Collected data entries:
_ _ _

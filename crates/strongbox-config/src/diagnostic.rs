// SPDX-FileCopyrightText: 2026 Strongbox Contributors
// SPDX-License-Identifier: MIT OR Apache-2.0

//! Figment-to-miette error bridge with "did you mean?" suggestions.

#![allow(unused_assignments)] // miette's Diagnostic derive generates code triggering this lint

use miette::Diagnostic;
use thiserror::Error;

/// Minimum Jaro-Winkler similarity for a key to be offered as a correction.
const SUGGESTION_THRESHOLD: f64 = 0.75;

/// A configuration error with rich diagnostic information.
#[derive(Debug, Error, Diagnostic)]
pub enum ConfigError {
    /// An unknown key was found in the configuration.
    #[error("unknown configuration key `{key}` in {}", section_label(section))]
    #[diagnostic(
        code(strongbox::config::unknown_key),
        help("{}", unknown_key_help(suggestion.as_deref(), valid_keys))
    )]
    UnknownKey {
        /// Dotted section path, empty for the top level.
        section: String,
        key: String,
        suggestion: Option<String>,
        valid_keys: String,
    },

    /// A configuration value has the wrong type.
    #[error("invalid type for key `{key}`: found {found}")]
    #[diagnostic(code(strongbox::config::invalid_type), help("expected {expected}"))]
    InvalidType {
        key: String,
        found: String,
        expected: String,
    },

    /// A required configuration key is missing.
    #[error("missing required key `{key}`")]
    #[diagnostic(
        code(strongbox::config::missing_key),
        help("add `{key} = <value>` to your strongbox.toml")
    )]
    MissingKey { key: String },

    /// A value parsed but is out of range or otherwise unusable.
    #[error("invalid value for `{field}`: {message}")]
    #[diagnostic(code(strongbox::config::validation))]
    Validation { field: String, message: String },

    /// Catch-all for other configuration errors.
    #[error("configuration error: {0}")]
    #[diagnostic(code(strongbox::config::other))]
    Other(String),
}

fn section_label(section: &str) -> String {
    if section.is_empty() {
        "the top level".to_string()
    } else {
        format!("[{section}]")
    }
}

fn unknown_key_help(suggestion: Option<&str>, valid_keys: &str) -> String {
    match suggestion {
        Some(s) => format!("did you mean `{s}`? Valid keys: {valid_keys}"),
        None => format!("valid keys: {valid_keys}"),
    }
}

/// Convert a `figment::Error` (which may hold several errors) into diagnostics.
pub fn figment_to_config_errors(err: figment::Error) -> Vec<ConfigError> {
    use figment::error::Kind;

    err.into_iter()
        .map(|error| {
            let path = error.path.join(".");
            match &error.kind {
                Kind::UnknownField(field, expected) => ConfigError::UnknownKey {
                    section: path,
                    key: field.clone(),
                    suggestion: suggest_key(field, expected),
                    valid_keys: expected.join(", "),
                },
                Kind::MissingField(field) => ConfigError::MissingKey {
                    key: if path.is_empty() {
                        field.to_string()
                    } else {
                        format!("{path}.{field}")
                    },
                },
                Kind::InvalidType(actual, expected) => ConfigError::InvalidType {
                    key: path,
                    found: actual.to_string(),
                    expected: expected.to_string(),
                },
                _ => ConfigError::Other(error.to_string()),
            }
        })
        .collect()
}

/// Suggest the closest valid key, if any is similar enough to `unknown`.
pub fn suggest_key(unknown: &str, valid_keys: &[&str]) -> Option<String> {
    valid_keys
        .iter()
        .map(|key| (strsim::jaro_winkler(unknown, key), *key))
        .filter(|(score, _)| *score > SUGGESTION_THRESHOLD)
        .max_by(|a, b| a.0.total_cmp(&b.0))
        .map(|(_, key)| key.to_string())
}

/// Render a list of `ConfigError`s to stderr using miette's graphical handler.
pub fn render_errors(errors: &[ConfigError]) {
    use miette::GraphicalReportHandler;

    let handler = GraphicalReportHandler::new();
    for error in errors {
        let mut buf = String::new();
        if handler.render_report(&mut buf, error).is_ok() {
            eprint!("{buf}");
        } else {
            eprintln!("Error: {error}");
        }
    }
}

_ _ _

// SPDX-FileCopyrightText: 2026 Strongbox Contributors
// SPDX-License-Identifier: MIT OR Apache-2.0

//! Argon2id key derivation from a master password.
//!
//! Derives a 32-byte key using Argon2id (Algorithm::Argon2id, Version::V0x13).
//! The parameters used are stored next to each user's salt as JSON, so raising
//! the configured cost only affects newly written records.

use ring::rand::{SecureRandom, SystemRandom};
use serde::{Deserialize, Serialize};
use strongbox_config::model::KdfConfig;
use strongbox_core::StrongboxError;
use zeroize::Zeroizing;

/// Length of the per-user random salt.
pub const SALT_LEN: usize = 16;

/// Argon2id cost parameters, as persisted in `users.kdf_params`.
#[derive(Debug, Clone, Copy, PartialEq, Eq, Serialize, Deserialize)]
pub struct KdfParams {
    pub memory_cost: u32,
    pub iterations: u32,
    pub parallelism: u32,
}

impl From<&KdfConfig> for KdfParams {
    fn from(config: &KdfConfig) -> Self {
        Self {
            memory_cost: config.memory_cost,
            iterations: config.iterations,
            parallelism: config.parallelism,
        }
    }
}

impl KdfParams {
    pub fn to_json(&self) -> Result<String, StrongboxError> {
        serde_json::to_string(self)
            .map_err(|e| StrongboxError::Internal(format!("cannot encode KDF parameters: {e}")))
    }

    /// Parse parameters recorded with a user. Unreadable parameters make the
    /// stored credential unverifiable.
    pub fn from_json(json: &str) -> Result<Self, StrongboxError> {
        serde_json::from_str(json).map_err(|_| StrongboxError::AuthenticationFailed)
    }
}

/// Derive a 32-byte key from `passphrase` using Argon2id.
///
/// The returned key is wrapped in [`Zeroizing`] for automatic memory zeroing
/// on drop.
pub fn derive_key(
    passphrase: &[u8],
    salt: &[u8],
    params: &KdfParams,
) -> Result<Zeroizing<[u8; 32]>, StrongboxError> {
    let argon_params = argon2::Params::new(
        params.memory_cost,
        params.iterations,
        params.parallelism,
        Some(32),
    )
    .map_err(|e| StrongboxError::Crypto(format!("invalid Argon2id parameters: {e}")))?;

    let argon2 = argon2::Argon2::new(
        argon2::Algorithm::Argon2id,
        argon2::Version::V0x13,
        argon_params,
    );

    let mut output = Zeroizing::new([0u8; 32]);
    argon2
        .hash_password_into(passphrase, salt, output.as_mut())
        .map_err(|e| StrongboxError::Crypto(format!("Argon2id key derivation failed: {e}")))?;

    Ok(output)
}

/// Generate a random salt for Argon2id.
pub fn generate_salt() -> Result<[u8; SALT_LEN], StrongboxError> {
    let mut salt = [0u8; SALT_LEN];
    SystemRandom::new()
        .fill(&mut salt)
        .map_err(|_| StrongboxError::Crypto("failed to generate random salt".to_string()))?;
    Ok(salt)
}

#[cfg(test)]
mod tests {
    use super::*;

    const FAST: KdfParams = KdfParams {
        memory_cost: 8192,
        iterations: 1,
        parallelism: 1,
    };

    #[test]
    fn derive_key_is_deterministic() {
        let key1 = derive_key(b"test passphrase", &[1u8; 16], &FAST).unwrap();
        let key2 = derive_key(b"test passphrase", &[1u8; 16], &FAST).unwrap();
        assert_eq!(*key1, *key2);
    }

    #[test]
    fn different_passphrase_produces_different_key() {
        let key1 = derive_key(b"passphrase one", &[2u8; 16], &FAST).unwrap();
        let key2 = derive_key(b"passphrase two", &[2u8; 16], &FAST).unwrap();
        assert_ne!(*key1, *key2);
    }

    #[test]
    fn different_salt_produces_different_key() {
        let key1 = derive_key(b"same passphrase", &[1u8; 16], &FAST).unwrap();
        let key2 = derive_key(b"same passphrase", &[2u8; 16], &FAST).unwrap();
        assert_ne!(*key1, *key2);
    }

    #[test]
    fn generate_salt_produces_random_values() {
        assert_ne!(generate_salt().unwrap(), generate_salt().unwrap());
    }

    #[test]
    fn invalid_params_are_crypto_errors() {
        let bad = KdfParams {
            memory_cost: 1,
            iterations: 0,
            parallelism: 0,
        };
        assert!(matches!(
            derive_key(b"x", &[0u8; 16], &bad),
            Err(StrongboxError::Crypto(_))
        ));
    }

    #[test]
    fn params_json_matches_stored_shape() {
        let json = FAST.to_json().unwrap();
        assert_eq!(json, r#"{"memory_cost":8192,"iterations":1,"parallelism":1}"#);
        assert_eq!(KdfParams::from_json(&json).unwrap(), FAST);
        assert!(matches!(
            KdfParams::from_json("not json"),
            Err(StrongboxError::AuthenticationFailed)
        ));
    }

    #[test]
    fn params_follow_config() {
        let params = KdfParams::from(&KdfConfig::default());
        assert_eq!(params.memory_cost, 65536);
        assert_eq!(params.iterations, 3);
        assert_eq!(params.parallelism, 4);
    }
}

_ _ _

Show me every line in the data above that includes "path".

        /// Dotted section path, empty for the top level.
            let path = error.path.join(".");
                    section: path,
                    key: if path.is_empty() {
                        format!("{path}.{field}")
                    key: path,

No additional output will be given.